If you are in your twenties and thirties, you probably could perform Swingers movie as a one-person show. I have no need to convince you that it is a classic. It’s the film that launched Vince Vaughn and John Favreau’s careers, had bros telling each other “you’re so money and you don’t even know it” and helped relaunch the brief comeback of swing in the mid nineties (you’re welcome, Brian Setzer Orchestra). Although it is the ultimate bro-movie, but as a female Broke-Ass I can still relate; trying to make it both in career and with the “cool” crowd. Ah, the trial and tribulations of looking to get laid in Los Angeles.
How does it hold up?
Well, for the sake of journalistic research, I watched it again and it is still pretty hilarious. And also touching.
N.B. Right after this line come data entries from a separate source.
use std::{
    convert::Infallible,
    sync::{
        atomic::{AtomicBool, Ordering},
        mpsc as std_mpsc, Arc,
    },
    thread,
    time::{Duration, Instant},
};

use anyhow::Context;
use embedded_hal::{
    delay::DelayNs,
    digital::{ErrorType, InputPin, OutputPin},
};
use futures::{SinkExt, StreamExt};
use tokio::{net::TcpStream, sync::mpsc};
use tokio_tungstenite::{connect_async, tungstenite::Message, MaybeTlsStream, WebSocketStream};
use tracing::{debug, info, warn};

use climate_common::{
    config::{HeartbeatConfig, ServerConfig},
    ActuatorBank, Channel, ClimateSensor, ConnectivityManager, Heartbeat, HeartbeatAction,
    HumiditySensor, LinkError, NodeConfig, NodeContext, ReconnectTimer, SensorError, SystemClock,
    Transport, TransportEvent, WifiLink,
};

const LOOP_IDLE: Duration = Duration::from_millis(10);
const HEARTBEAT_POLL: Duration = Duration::from_millis(250);

pub async fn run() -> anyhow::Result<()> {
    tracing_subscriber::fmt()
        .with_env_filter(tracing_subscriber::EnvFilter::from_default_env())
        .init();

    let config = load_config()?;
    let url = std::env::var("WS_URL").unwrap_or_else(|_| config.server.url());

    let (event_tx, event_rx) = std_mpsc::channel();
    let (outbound_tx, outbound_rx) = mpsc::unbounded_channel();
    let connected = Arc::new(AtomicBool::new(false));

    tokio::spawn(run_socket(
        url,
        config.server.clone(),
        event_tx,
        outbound_rx,
        connected.clone(),
    ));

    let transport = BridgeTransport {
        events: event_rx,
        outbound: outbound_tx,
        connected,
    };
    spawn_node_loop(config, transport)?;

    info!("simulated climate node started");
    tokio::signal::ctrl_c()
        .await
        .context("failed to listen for ctrl-c")?;
    info!("shutting down");
    Ok(())
}

fn load_config() -> anyhow::Result<NodeConfig> {
    let config = match std::env::var("NODE_CONFIG") {
        Ok(path) => {
            let raw = std::fs::read_to_string(&path)
                .with_context(|| format!("failed to read node config `{path}`"))?;
            serde_json::from_str(&raw)
                .with_context(|| format!("failed to parse node config `{path}`"))?
        }
        Err(_) => NodeConfig::default(),
    };

    config.validate().context("invalid node configuration")?;
    Ok(config)
}

fn spawn_node_loop(config: NodeConfig, transport: BridgeTransport) -> anyhow::Result<()> {
    let offset = config.time.utc_offset()?;

    thread::Builder::new()
        .name("node-loop".into())
        .spawn(move || {
            let mut ctx = NodeContext::new(ActuatorBank::new(
                LoggedRelay::new(Channel::Light),
                LoggedRelay::new(Channel::Fan),
            ));
            let mut sensor =
                ClimateSensor::new(SimulatedClimate::default(), SimulatedLightPin::default());
            let clock = SystemClock::new(offset);
            let mut manager = ConnectivityManager::new(&config, HostLink, transport, StdDelay);

            let start = Instant::now();
            loop {
                let now_ms = start.elapsed().as_millis().try_into().unwrap_or(u64::MAX);
                manager.tick(now_ms, &mut ctx, &mut sensor, &clock);
                thread::sleep(LOOP_IDLE);
            }
        })
        .context("failed to spawn node loop")?;

    Ok(())
}

enum SessionEnd {
    Dropped(String),
    Shutdown,
}

/// Owns the socket: connects, re-dials at a fixed interval and runs the
/// ping/pong heartbeat. Everything the node loop needs arrives as events.
async fn run_socket(
    url: String,
    server: ServerConfig,
    events: std_mpsc::Sender<TransportEvent>,
    mut outbound: mpsc::UnboundedReceiver<String>,
    connected: Arc<AtomicBool>,
) {
    let start = Instant::now();
    let mut timer = ReconnectTimer::new(server.reconnect_interval_ms);

    loop {
        let wait_ms = timer.remaining_ms(elapsed_ms(start));
        if wait_ms > 0 {
            tokio::time::sleep(Duration::from_millis(wait_ms)).await;
        }
        timer.mark_attempt(elapsed_ms(start));

        debug!("dialing {url}");
        let stream = match connect_async(url.as_str()).await {
            Ok((stream, _response)) => stream,
            Err(err) => {
                let _ = events.send(TransportEvent::Error(err.to_string()));
                continue;
            }
        };

        while outbound.try_recv().is_ok() {}
        let _ = events.send(TransportEvent::Connected);
        connected.store(true, Ordering::Relaxed);

        let end = drive_session(stream, &server.heartbeat, &events, &mut outbound, start).await;
        connected.store(false, Ordering::Relaxed);

        match end {
            SessionEnd::Dropped(reason) => {
                debug!("websocket session ended: {reason}");
                let _ = events.send(TransportEvent::Disconnected);
            }
            SessionEnd::Shutdown => return,
        }
    }
}

async fn drive_session(
    stream: WebSocketStream<MaybeTlsStream<TcpStream>>,
    heartbeat: &HeartbeatConfig,
    events: &std_mpsc::Sender<TransportEvent>,
    outbound: &mut mpsc::UnboundedReceiver<String>,
    start: Instant,
) -> SessionEnd {
    let (mut sink, mut source) = stream.split();
    let mut liveness = Heartbeat::new(heartbeat.clone(), elapsed_ms(start));
    let mut ticker = tokio::time::interval(HEARTBEAT_POLL);

    loop {
        tokio::select! {
            incoming = source.next() => match incoming {
                Some(Ok(Message::Text(text))) => {
                    if events.send(TransportEvent::Text(text)).is_err() {
                        return SessionEnd::Shutdown;
                    }
                }
                Some(Ok(Message::Pong(_))) => liveness.on_pong(),
                Some(Ok(Message::Close(frame))) => {
                    return SessionEnd::Dropped(format!("closed by server: {frame:?}"));
                }
                Some(Ok(_)) => {}
                Some(Err(err)) => return SessionEnd::Dropped(format!("read failed: {err}")),
                None => return SessionEnd::Dropped("stream ended".to_string()),
            },
            frame = outbound.recv() => match frame {
                Some(text) => {
                    if let Err(err) = sink.send(Message::Text(text)).await {
                        return SessionEnd::Dropped(format!("write failed: {err}"));
                    }
                }
                None => return SessionEnd::Shutdown,
            },
            _ = ticker.tick() => match liveness.poll(elapsed_ms(start)) {
                HeartbeatAction::Idle => {}
                HeartbeatAction::SendPing => {
                    if let Err(err) = sink.send(Message::Ping(Vec::new())).await {
                        return SessionEnd::Dropped(format!("ping failed: {err}"));
                    }
                }
                HeartbeatAction::Reconnect => {
                    warn!("no pong after {} missed pings", liveness.missed());
                    return SessionEnd::Dropped("heartbeat timed out".to_string());
                }
            },
        }
    }
}

fn elapsed_ms(start: Instant) -> u64 {
    start.elapsed().as_millis().try_into().unwrap_or(u64::MAX)
}

/// Node-loop side of the socket task.
struct BridgeTransport {
    events: std_mpsc::Receiver<TransportEvent>,
    outbound: mpsc::UnboundedSender<String>,
    connected: Arc<AtomicBool>,
}

impl Transport for BridgeTransport {
    fn poll_event(&mut self) -> Option<TransportEvent> {
        self.events.try_recv().ok()
    }

    fn is_connected(&self) -> bool {
        self.connected.load(Ordering::Relaxed)
    }

    /// Frames queued between sessions are discarded when the next one opens.
    fn send_text(&mut self, text: &str) -> Result<(), LinkError> {
        self.outbound
            .send(text.to_string())
            .map_err(|_| LinkError::Transport("socket task stopped".to_string()))
    }
}

/// The host network is assumed to be up.
struct HostLink;

impl WifiLink for HostLink {
    fn is_connected(&self) -> bool {
        true
    }

    fn begin_connect(&mut self) -> Result<(), LinkError> {
        Ok(())
    }
}

struct StdDelay;

impl DelayNs for StdDelay {
    fn delay_ns(&mut self, ns: u32) {
        thread::sleep(Duration::from_nanos(u64::from(ns)));
    }
}

struct LoggedRelay {
    channel: Channel,
}

impl LoggedRelay {
    fn new(channel: Channel) -> Self {
        Self { channel }
    }
}

impl ErrorType for LoggedRelay {
    type Error = Infallible;
}

impl OutputPin for LoggedRelay {
    fn set_low(&mut self) -> Result<(), Self::Error> {
        debug!("{} relay pin low", self.channel.as_str());
        Ok(())
    }

    fn set_high(&mut self) -> Result<(), Self::Error> {
        debug!("{} relay pin high", self.channel.as_str());
        Ok(())
    }
}

/// Slowly drifting readings with a periodic dropout, like a flaky DHT11.
#[derive(Default)]
struct SimulatedClimate {
    tick: u64,
}

impl HumiditySensor for SimulatedClimate {
    fn read_climate(&mut self) -> Result<(f32, f32), SensorError> {
        self.tick = self.tick.saturating_add(1);
        if self.tick % 20 == 0 {
            return Ok((f32::NAN, f32::NAN));
        }

        let temperature = 22.0 + ((self.tick % 8) as f32 * 0.3);
        let humidity = 55.0 + ((self.tick % 6) as f32 * 0.7);
        Ok((temperature, humidity))
    }
}

/// Flips between bright and dark every ten reads.
#[derive(Default)]
struct SimulatedLightPin {
    reads: u64,
}

impl ErrorType for SimulatedLightPin {
    type Error = Infallible;
}

impl InputPin for SimulatedLightPin {
    fn is_high(&mut self) -> Result<bool, Self::Error> {
        self.reads = self.reads.saturating_add(1);
        Ok((self.reads / 10) % 2 == 1)
    }

    fn is_low(&mut self) -> Result<bool, Self::Error> {
        self.is_high().map(|high| !high)
    }
}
For as long as their has been life, people have been going to parties and bars to make their wishes come true, whether it be to get laid, meet amazing people, or get drunk. So, in the last 15 years, that has not changed. Mike is a struggling stand-up comic and his friends are struggling actors, yet still spend several nights out buying lots of fancy cocktails. Sure, they may not be contributing to their 401K, but they are living their lives and having a damn good time. Mike’s apartment is pretty much a shithole, so that is probably true.
Trent is most certainly living the Broke-Ass lifestyle: living life and not worrying about the serious things, and if we don’t already have one, we all want a Trent in our lives. Someone who will always be positive and want us to have fun no matter what your woes are (ex-girlfriends, not getting your dream job ). Maybe you are the Trent of your friend group… Congratulations! How do you do it?
The guys in the movie spend a lot of screen time going to bars, parties, and impromptu Vegas trips looking to pick up women and shoot the shit. However, underneath all the quest to get laid, Swingers is about sticking with your friends and giving them tough love, not giving up on your dream, and appreciating where you are in life.
What did we learn?
You never double down. Don’t call a girl less than seven days after you get her number. Don’t talk obsessively about your ex to everyone who will listen. Also, just relax, have fun, and the rest will somehow fall into place. Although one wonders, where would those characters be now? Perhaps Trent is in one of the Saw sequels, and perhaps Mike is doing the cruise ship circuit.
If you ever find yourself in Los Angeles, really do check out the Dresden. Marty and Elaine still perform there.
“How about if I wait six weeks to call. I could tell her I found her number while I was cleaning out my wallet, I can’t remember where we met. I’ll ask her what she looks like and then I’ll ask her if we fucked. How about that? Would that be money?”